Title: Limited Learners in Language Acquisition

Supervisor: Charles Yang

Proposal Committee:  Gareth Roberts (chair), Kathryn Schuler & Mitch Marcus

Time: 1:00 p.m. - 2:30 p.m.



Language learners are limited: They bring limited cognitive resources to bear on limited data. These limitations dominated early formal modelling of language acquisition, but new approaches to computational modelling have driven researchers to afford more powerful computational abilities to language learners. In this dissertation proposal I formulate new abstract limitations, motivated by psycholinguistic evidence and theoretical computer science, which provide new insights into old data, and suggest future directions for modelling work, across three cases.
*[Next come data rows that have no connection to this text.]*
// Ultralytics 🚀 AGPL-3.0 License - https://ultralytics.com/license

//! Result types for pose inference output.
//!
//! A [`PoseEstimate`] holds one frame's keypoint triples; a
//! [`PredictionTable`] accumulates them into the per-video table that is
//! ultimately written to disk, together with a [`RunMetadata`] sidecar.

use ndarray::{Array2, ArrayView1, ArrayView2};
use serde::{Deserialize, Serialize};

use crate::error::{PipelineError, Result};
use crate::netcfg::NetworkConfig;

/// Pose estimate for a single frame.
///
/// Rows follow the network's configured keypoint order; columns are
/// (x, y, likelihood).
#[derive(Debug, Clone)]
pub struct PoseEstimate {
    /// Raw keypoint data with shape (K, 3).
    pub data: Array2<f32>,
}

impl PoseEstimate {
    /// Create a new pose estimate.
    ///
    /// # Errors
    ///
    /// Returns an error if the array does not have three columns.
    pub fn new(data: Array2<f32>) -> Result<Self> {
        if data.shape()[1] != 3 {
            return Err(PipelineError::PredictError(format!(
                "Pose estimate must have 3 columns (x, y, likelihood), got {}",
                data.shape()[1]
            )));
        }
        Ok(Self { data })
    }

    /// Build an estimate from (x, y, likelihood) triples.
    #[must_use]
    pub fn from_triples(triples: &[(f32, f32, f32)]) -> Self {
        let mut data = Array2::zeros((triples.len(), 3));
        for (i, &(x, y, likelihood)) in triples.iter().enumerate() {
            data[[i, 0]] = x;
            data[[i, 1]] = y;
            data[[i, 2]] = likelihood;
        }
        Self { data }
    }

    /// Number of keypoints in this estimate.
    #[must_use]
    pub fn len(&self) -> usize {
        self.data.shape()[0]
    }

    /// Check if the estimate holds no keypoints.
    #[must_use]
    pub fn is_empty(&self) -> bool {
        self.data.is_empty()
    }

    /// Get the (x, y, likelihood) triple for one keypoint.
    #[must_use]
    pub fn keypoint(&self, index: usize) -> (f32, f32, f32) {
        (
            self.data[[index, 0]],
            self.data[[index, 1]],
            self.data[[index, 2]],
        )
    }
}

/// Per-video prediction table.
///
/// One row per declared frame index, one (x, y, likelihood) column triple
/// per keypoint. Rows are zero until populated; rows past the last readable
/// frame stay zero when a video truncates. Created once per video and
/// written exactly once.
#[derive(Debug, Clone)]
pub struct PredictionTable {
    keypoint_names: Vec<String>,
    data: Array2<f64>,
    populated: usize,
}

impl PredictionTable {
    /// Allocate a zero-filled table for `frame_count` frames.
    #[must_use]
    pub fn new(keypoint_names: Vec<String>, frame_count: usize) -> Self {
        let cols = 3 * keypoint_names.len();
        Self {
            keypoint_names,
            data: Array2::zeros((frame_count, cols)),
            populated: 0,
        }
    }

    /// Fill one row from a frame's pose estimate.
    ///
    /// # Errors
    ///
    /// Returns an error if the frame index is out of range or the estimate's
    /// keypoint count does not match the table's.
    pub fn set_row(&mut self, frame_idx: usize, pose: &PoseEstimate) -> Result<()> {
        if frame_idx >= self.nrows() {
            return Err(PipelineError::TableError(format!(
                "Frame index {frame_idx} out of range for table with {} rows",
                self.nrows()
            )));
        }
        if pose.len() != self.keypoint_names.len() {
            return Err(PipelineError::TableError(format!(
                "Pose has {} keypoints, table expects {}",
                pose.len(),
                self.keypoint_names.len()
            )));
        }

        for k in 0..pose.len() {
            let (x, y, likelihood) = pose.keypoint(k);
            self.data[[frame_idx, 3 * k]] = f64::from(x);
            self.data[[frame_idx, 3 * k + 1]] = f64::from(y);
            self.data[[frame_idx, 3 * k + 2]] = f64::from(likelihood);
        }
        self.populated = self.populated.max(frame_idx + 1);
        Ok(())
    }

    /// Keypoint names, in output column order.
    #[must_use]
    pub fn keypoint_names(&self) -> &[String] {
        &self.keypoint_names
    }

    /// Declared number of rows (frames).
    #[must_use]
    pub fn nrows(&self) -> usize {
        self.data.shape()[0]
    }

    /// Number of value columns (3 per keypoint).
    #[must_use]
    pub fn ncols(&self) -> usize {
        self.data.shape()[1]
    }

    /// Highest populated row index plus one.
    #[must_use]
    pub const fn populated_rows(&self) -> usize {
        self.populated
    }

    /// One row of the table.
    #[must_use]
    pub fn row(&self, frame_idx: usize) -> ArrayView1<'_, f64> {
        self.data.row(frame_idx)
    }

    /// The full table as a view.
    #[must_use]
    pub fn view(&self) -> ArrayView2<'_, f64> {
        self.data.view()
    }
}

/// How a video's frame loop ended.
#[derive(Debug, Clone, Copy, PartialEq, Eq)]
pub enum VideoOutcome {
    /// Every declared frame was read and predicted.
    Complete,
    /// The stream ended before the declared frame count.
    Truncated,
}

/// Per-video run record, persisted as a sidecar next to the table.
#[derive(Debug, Clone, Serialize, Deserialize)]
pub struct RunMetadata {
    /// Wall-clock start, seconds since the Unix epoch.
    pub start: f64,
    /// Wall-clock stop, seconds since the Unix epoch.
    pub stop: f64,
    /// Elapsed processing time in seconds.
    pub run_duration: f64,
    /// Label naming the model and checkpoint that produced the table.
    pub scorer: String,
    /// The network configuration used.
    pub network_config: NetworkConfig,
    /// Source video frame rate.
    pub fps: f32,
    /// Source frame dimensions as (height, width).
    pub frame_dimensions: (u32, u32),
    /// Declared frame count of the source video.
    pub frame_count: usize,
}

#[cfg(test)]
mod tests {
    use super::*;

    fn names() -> Vec<String> {
        vec!["snout".to_string(), "tail_base".to_string()]
    }

    #[test]
    fn test_table_starts_zeroed() {
        let table = PredictionTable::new(names(), 5);
        assert_eq!(table.nrows(), 5);
        assert_eq!(table.ncols(), 6);
        assert_eq!(table.populated_rows(), 0);
        assert!(table.view().iter().all(|&v| v == 0.0));
    }

    #[test]
    fn test_set_row_column_order() {
        let mut table = PredictionTable::new(names(), 3);
        let pose = PoseEstimate::from_triples(&[(1.0, 2.0, 0.5), (3.0, 4.0, 0.25)]);
        table.set_row(1, &pose).unwrap();

        let row = table.row(1);
        assert_eq!(row.to_vec(), vec![1.0, 2.0, 0.5, 3.0, 4.0, 0.25]);
        assert_eq!(table.populated_rows(), 2);
        // Untouched rows stay zero.
        assert!(table.row(0).iter().all(|&v| v == 0.0));
        assert!(table.row(2).iter().all(|&v| v == 0.0));
    }

    #[test]
    fn test_set_row_out_of_range() {
        let mut table = PredictionTable::new(names(), 2);
        let pose = PoseEstimate::from_triples(&[(0.0, 0.0, 0.0), (0.0, 0.0, 0.0)]);
        assert!(table.set_row(2, &pose).is_err());
    }

    #[test]
    fn test_set_row_keypoint_mismatch() {
        let mut table = PredictionTable::new(names(), 2);
        let pose = PoseEstimate::from_triples(&[(0.0, 0.0, 0.0)]);
        assert!(table.set_row(0, &pose).is_err());
    }

    #[test]
    fn test_estimate_shape_checked() {
        let bad = Array2::zeros((4, 2));
        assert!(PoseEstimate::new(bad).is_err());

        let good = Array2::zeros((4, 3));
        let pose = PoseEstimate::new(good).unwrap();
        assert_eq!(pose.len(), 4);
        assert!(!pose.is_empty());
    }
}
First, I examine the acquisition of lexical stress systems. Based on developmental evidence, I argue that learners acquire much of their prosodic knowledge prior to robust word segmentation, and so regular stress systems are only learnable if they are parseable. Simple restrictions on the memory and revision capacities of the learner are then sufficient to generate the non-rhythmic stress typology. Second, I turn to the learning of word meanings under referential ambiguity. I formalize a measure of attention, and demonstrate that models which reflect learners' actual behavior are those models which have restricted attention. This suggests a domain to search for models for broader learning problems. Third, I consider parametric learning models whose states are characterized as probability distributions over the grammar space. Researchers have recently argued that the failure of Yang's (2002) naïve learner to converge on certain learning problems provides evidence that learners actually have additional computational power. I construct a simple modification of the naïve model that is sufficient to learn in these difficult cases and generalizes to probabilistic OT learning.